- _Problem details_
Some lines below may hold the string "range". Count them and give only the total.
[Opening Material provided section]
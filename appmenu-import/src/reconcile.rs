// SPDX-License-Identifier: LGPL-3.0-only
//! Merging a fetched layout into a [`RemoteModel`].
//!
//! The fetched children are walked in document order against the old
//! sections. Inside a section, nodes are matched by remote id: a match with
//! the same kind is merged in place and keeps its identity, a match of a
//! different kind is replaced, anything else is inserted. Old nodes skipped
//! over by a match, or left over when a section ends, are removed. Valid
//! section headers close the current section and move on to the next old one.
//!
//! Each resulting section then reports the smallest contiguous range that
//! covers all of its changes, and the model itself reports the range of
//! changed section headers.

use std::collections::VecDeque;

use log::debug;

use appmenu_core::PendingChanges;
use appmenu_services::ImportPolicy;

use crate::item::{ActionType, RemoteItem};
use crate::layout::LayoutNode;
use crate::model::RemoteModel;
use crate::view::ImportModel;

/// Result of one reconciliation pass.
#[derive(Debug)]
pub(crate) struct Reconciled {
    /// Notifications in emission order.
    pub changes: PendingChanges<ImportModel>,
    /// Nodes that left the model.
    pub released: Vec<RemoteItem>,
}

#[derive(Debug, Clone, Copy, PartialEq, Eq)]
enum Op {
    Kept { dirty: bool },
    Inserted,
    Replaced,
    Removed,
}

impl Op {
    fn is_clean(self) -> bool {
        self == Op::Kept { dirty: false }
    }
}

struct OldSection {
    header: RemoteItem,
    items: VecDeque<RemoteItem>,
}

struct SectionBuilder {
    section_num: u32,
    header: RemoteItem,
    old: VecDeque<RemoteItem>,
    items: Vec<RemoteItem>,
    ops: Vec<Op>,
}

struct BuiltSection {
    header: RemoteItem,
    items: Vec<RemoteItem>,
    ops: Vec<Op>,
}

impl SectionBuilder {
    fn new(section_num: u32, mut header: RemoteItem, old: VecDeque<RemoteItem>) -> Self {
        header.section_num = section_num;
        header.place = -1;
        Self {
            section_num,
            header,
            old,
            items: Vec::new(),
            ops: Vec::new(),
        }
    }

    fn place(&mut self, incoming: RemoteItem, node: &LayoutNode, policy: &ImportPolicy, released: &mut Vec<RemoteItem>) {
        let matched = match self.old.iter().position(|old| old.id == incoming.id) {
            Some(offset) => {
                for old in self.old.drain(..offset) {
                    self.ops.push(Op::Removed);
                    released.push(old);
                }
                self.old.pop_front()
            },
            None => None,
        };

        let (mut item, op) = match matched {
            Some(mut old) if old.compare_immutable(&incoming) => {
                let change = old.merge_props(&node.properties);
                (old, Op::Kept { dirty: change.attributes })
            },
            Some(old) => {
                released.push(old);
                (copy_and_load(incoming, policy), Op::Replaced)
            },
            None => (copy_and_load(incoming, policy), Op::Inserted),
        };

        item.section_num = self.section_num;
        item.place = self.items.len() as i32;
        self.items.push(item);
        self.ops.push(op);
    }

    fn finish(mut self, released: &mut Vec<RemoteItem>) -> BuiltSection {
        for old in self.old.drain(..) {
            self.ops.push(Op::Removed);
            released.push(old);
        }
        BuiltSection {
            header: self.header,
            items: self.items,
            ops: self.ops,
        }
    }
}

/// Prepare a freshly inserted node.
fn copy_and_load(mut item: RemoteItem, policy: &ImportPolicy) -> RemoteItem {
    if policy.provisional_enable {
        item.enabled = true;
        if item.action_type == ActionType::Submenu {
            item.toggled = true;
        }
    }
    item
}

/// `(position, removed, added)` of the smallest range covering every change.
fn delta(ops: &[Op]) -> Option<(usize, usize, usize)> {
    let prefix = ops.iter().take_while(|op| op.is_clean()).count();
    let suffix = ops[prefix..].iter().rev().take_while(|op| op.is_clean()).count();
    let middle = &ops[prefix..ops.len() - suffix];
    let removed = middle.iter().filter(|op| **op != Op::Inserted).count();
    let added = middle.iter().filter(|op| **op != Op::Removed).count();
    (removed + added > 0).then_some((prefix, removed, added))
}

fn split_sections(items: Vec<RemoteItem>) -> VecDeque<OldSection> {
    let mut sections: VecDeque<OldSection> = VecDeque::new();
    for item in items {
        if item.is_header() {
            sections.push_back(OldSection {
                header: item,
                items: VecDeque::new(),
            });
        } else if let Some(section) = sections.back_mut() {
            section.items.push_back(item);
        }
    }
    sections
}

fn next_serial(serials: &mut u64) -> u64 {
    *serials += 1;
    *serials
}

/// Merge the children of `layout` into `model`.
///
/// Only the first level of `layout` is read.
pub(crate) fn reconcile(
    model: &mut RemoteModel,
    layout: &LayoutNode,
    policy: &ImportPolicy,
    serials: &mut u64,
) -> Reconciled {
    let mut old_sections = split_sections(std::mem::take(&mut model.items));
    let mut released = Vec::new();
    let mut header_ops = vec![Op::Kept { dirty: false }];
    let mut built = Vec::new();

    let first = match old_sections.pop_front() {
        Some(first) => first,
        None => OldSection {
            header: RemoteItem::first_section(next_serial(serials), model.parent_id),
            items: VecDeque::new(),
        },
    };
    let mut current = SectionBuilder::new(0, first.header, first.items);

    for node in &layout.children {
        let incoming = RemoteItem::new(next_serial(serials), node.id, &node.properties);

        if incoming.action_type == ActionType::Section {
            if !incoming.is_visible() || current.items.is_empty() {
                continue;
            }
            built.push(current.finish(&mut released));
            let section_num = built.len() as u32;

            current = match old_sections.pop_front() {
                Some(old) if old.header.compare_immutable(&incoming) => {
                    let mut header = old.header;
                    let change = header.merge_props(&node.properties);
                    header_ops.push(Op::Kept { dirty: change.attributes });
                    SectionBuilder::new(section_num, header, old.items)
                },
                Some(old) => {
                    header_ops.push(Op::Replaced);
                    released.push(old.header);
                    SectionBuilder::new(section_num, incoming, old.items)
                },
                None => {
                    header_ops.push(Op::Inserted);
                    SectionBuilder::new(section_num, incoming, VecDeque::new())
                },
            };
            continue;
        }

        if policy.filter_placeholder_stubs && incoming.is_placeholder_stub() {
            debug!("skipping placeholder item {}", incoming.id);
            continue;
        }
        current.place(incoming, node, policy, &mut released);
    }
    built.push(current.finish(&mut released));

    for old in old_sections {
        header_ops.push(Op::Removed);
        released.push(old.header);
        released.extend(old.items);
    }

    let mut changes = PendingChanges::new();
    for (index, section) in built.iter().enumerate() {
        if let Some((position, removed, added)) = delta(&section.ops) {
            changes.add(ImportModel::Section(model.id, index as u32), position, removed, added);
        }
    }
    if let Some((position, removed, added)) = delta(&header_ops) {
        changes.add(ImportModel::Menu(model.id), position, removed, added);
    }

    model.items = built
        .into_iter()
        .flat_map(|section| std::iter::once(section.header).chain(section.items))
        .collect();
    model.populated = true;
    model.check_invariants();

    Reconciled { changes, released }
}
[Closing Material provided section]
- _Answer to the problem_
3